- RECORDS FOR THE EXERCISE -
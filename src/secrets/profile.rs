//! Provider configuration profiles and their registry.

use std::collections::HashMap;
use std::fmt;
use std::str::FromStr;
use std::sync::Arc;

use serde::{Deserialize, Serialize};
use tracing::info;
use url::Url;

use crate::secrets::errors::{SecretsError, SecretsResult};
use crate::secrets::store::SecretStore;

/// Identifier for a provider configuration, doubling as the keychain account
/// name.
#[derive(Debug, Clone, PartialEq, Eq, PartialOrd, Ord, Hash, Serialize, Deserialize)]
#[repr(transparent)]
#[serde(transparent)]
pub struct ProfileId(String);

impl ProfileId {
    /// Hard ceiling to prevent pathological payloads.
    pub const MAX_LEN: usize = 64;

    /// Build a validated `ProfileId`.
    ///
    /// Rules:
    /// - Non-empty after trimming.
    /// - Max length limited.
    /// - Conservative ASCII set: `[A-Za-z0-9._-]`.
    ///
    /// # Errors
    /// Returns an error if the input is empty, too long, or contains invalid
    /// characters.
    pub fn new(raw: impl AsRef<str>) -> SecretsResult<Self> {
        let s = raw.as_ref().trim();

        if s.is_empty() {
            return Err(SecretsError::Validation(
                "profile id must not be empty".to_string(),
            ));
        }
        if s.len() > Self::MAX_LEN {
            return Err(SecretsError::Validation(format!(
                "profile id too long: got {}, max {}",
                s.len(),
                Self::MAX_LEN
            )));
        }

        for (i, ch) in s.chars().enumerate() {
            let ok = ch.is_ascii_alphanumeric() || matches!(ch, '.' | '_' | '-');
            if !ok {
                return Err(SecretsError::Validation(format!(
                    "profile id contains invalid character {ch:?} at index {i}"
                )));
            }
        }

        Ok(Self(s.to_owned()))
    }

    /// Borrow as `&str`.
    #[inline]
    #[must_use]
    pub fn as_str(&self) -> &str {
        &self.0
    }

    /// Consume into `String`.
    #[inline]
    #[must_use]
    pub fn into_string(self) -> String {
        self.0
    }
}

impl fmt::Display for ProfileId {
    fn fmt(&self, f: &mut fmt::Formatter<'_>) -> fmt::Result {
        f.write_str(self.as_str())
    }
}

impl FromStr for ProfileId {
    type Err = SecretsError;

    fn from_str(s: &str) -> Result<Self, Self::Err> {
        Self::new(s)
    }
}

impl AsRef<str> for ProfileId {
    fn as_ref(&self) -> &str {
        self.as_str()
    }
}

/// A provider configuration: where requests go and how the entry is shown.
/// The API key itself lives in the secret store, never here.
#[derive(Clone, Debug, PartialEq, Eq, Serialize, Deserialize)]
pub struct ProviderProfile {
    /// Configuration identifier.
    pub id: ProfileId,
    /// Human-readable name shown in settings.
    pub display_name: String,
    /// Provider base URL.
    pub base_url: String,
}

impl ProviderProfile {
    /// Build a profile from raw parts, validating everything.
    ///
    /// # Errors
    /// Returns an error if the id, display name, or base URL is invalid.
    pub fn new(
        id: impl AsRef<str>,
        display_name: impl Into<String>,
        base_url: impl Into<String>,
    ) -> SecretsResult<Self> {
        let profile = Self {
            id: ProfileId::new(id)?,
            display_name: display_name.into(),
            base_url: base_url.into(),
        };
        profile.validate()?;
        Ok(profile)
    }

    /// Validate profile invariants.
    ///
    /// # Errors
    /// Returns an error if the display name is blank or the base URL does not
    /// parse.
    pub fn validate(&self) -> SecretsResult<()> {
        if self.display_name.trim().is_empty() {
            return Err(SecretsError::Validation(
                "display_name must not be empty".to_string(),
            ));
        }
        Url::parse(&self.base_url)?;
        Ok(())
    }
}

/// Registry of provider profiles, each paired with one secret in the secret
/// store. Removing a profile deletes its secret.
pub struct ProfileManager {
    profiles: HashMap<ProfileId, ProviderProfile>,
    secrets: Arc<dyn SecretStore>,
}

impl ProfileManager {
    /// Create an empty registry over a secret store.
    #[must_use]
    pub fn new(secrets: Arc<dyn SecretStore>) -> Self {
        Self {
            profiles: HashMap::new(),
            secrets,
        }
    }

    /// Register (or replace) a profile together with its secret.
    ///
    /// # Errors
    /// Returns an error if the profile is invalid, the secret is blank, or
    /// the secret store rejects the write.
    pub fn upsert_profile(&mut self, profile: ProviderProfile, secret: &str) -> SecretsResult<()> {
        profile.validate()?;
        if secret.trim().is_empty() {
            return Err(SecretsError::Validation(
                "secret must not be empty".to_string(),
            ));
        }

        self.secrets.set_secret(&profile.id, secret)?;
        info!("Stored credentials for profile {}", profile.id);
        self.profiles.insert(profile.id.clone(), profile);
        Ok(())
    }

    /// Remove a profile and delete its stored secret.
    ///
    /// # Errors
    /// Returns an error if the profile is unknown or the secret store rejects
    /// the delete. A secret already absent from the store is not an error.
    pub fn remove_profile(&mut self, id: &ProfileId) -> SecretsResult<()> {
        if self.profiles.remove(id).is_none() {
            return Err(SecretsError::Validation(format!("unknown profile: {id}")));
        }
        self.secrets.delete_secret(id)?;
        info!("Removed profile {id} and its credentials");
        Ok(())
    }

    /// Look up a profile.
    #[must_use]
    pub fn get(&self, id: &ProfileId) -> Option<&ProviderProfile> {
        self.profiles.get(id)
    }

    /// All profiles, ordered by id.
    #[must_use]
    pub fn list(&self) -> Vec<&ProviderProfile> {
        let mut profiles: Vec<&ProviderProfile> = self.profiles.values().collect();
        profiles.sort_by(|a, b| a.id.cmp(&b.id));
        profiles
    }

    /// Fetch the secret for a profile, `None` when absent.
    ///
    /// # Errors
    /// Returns an error if the secret store cannot be read.
    pub fn secret(&self, id: &ProfileId) -> SecretsResult<Option<String>> {
        self.secrets.get_secret(id)
    }
}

- PROBLEM DETAILS -
Please say how many lines of the material above include "transparent", giving that number and no other words.

- PROBLEM SOLUTION -
2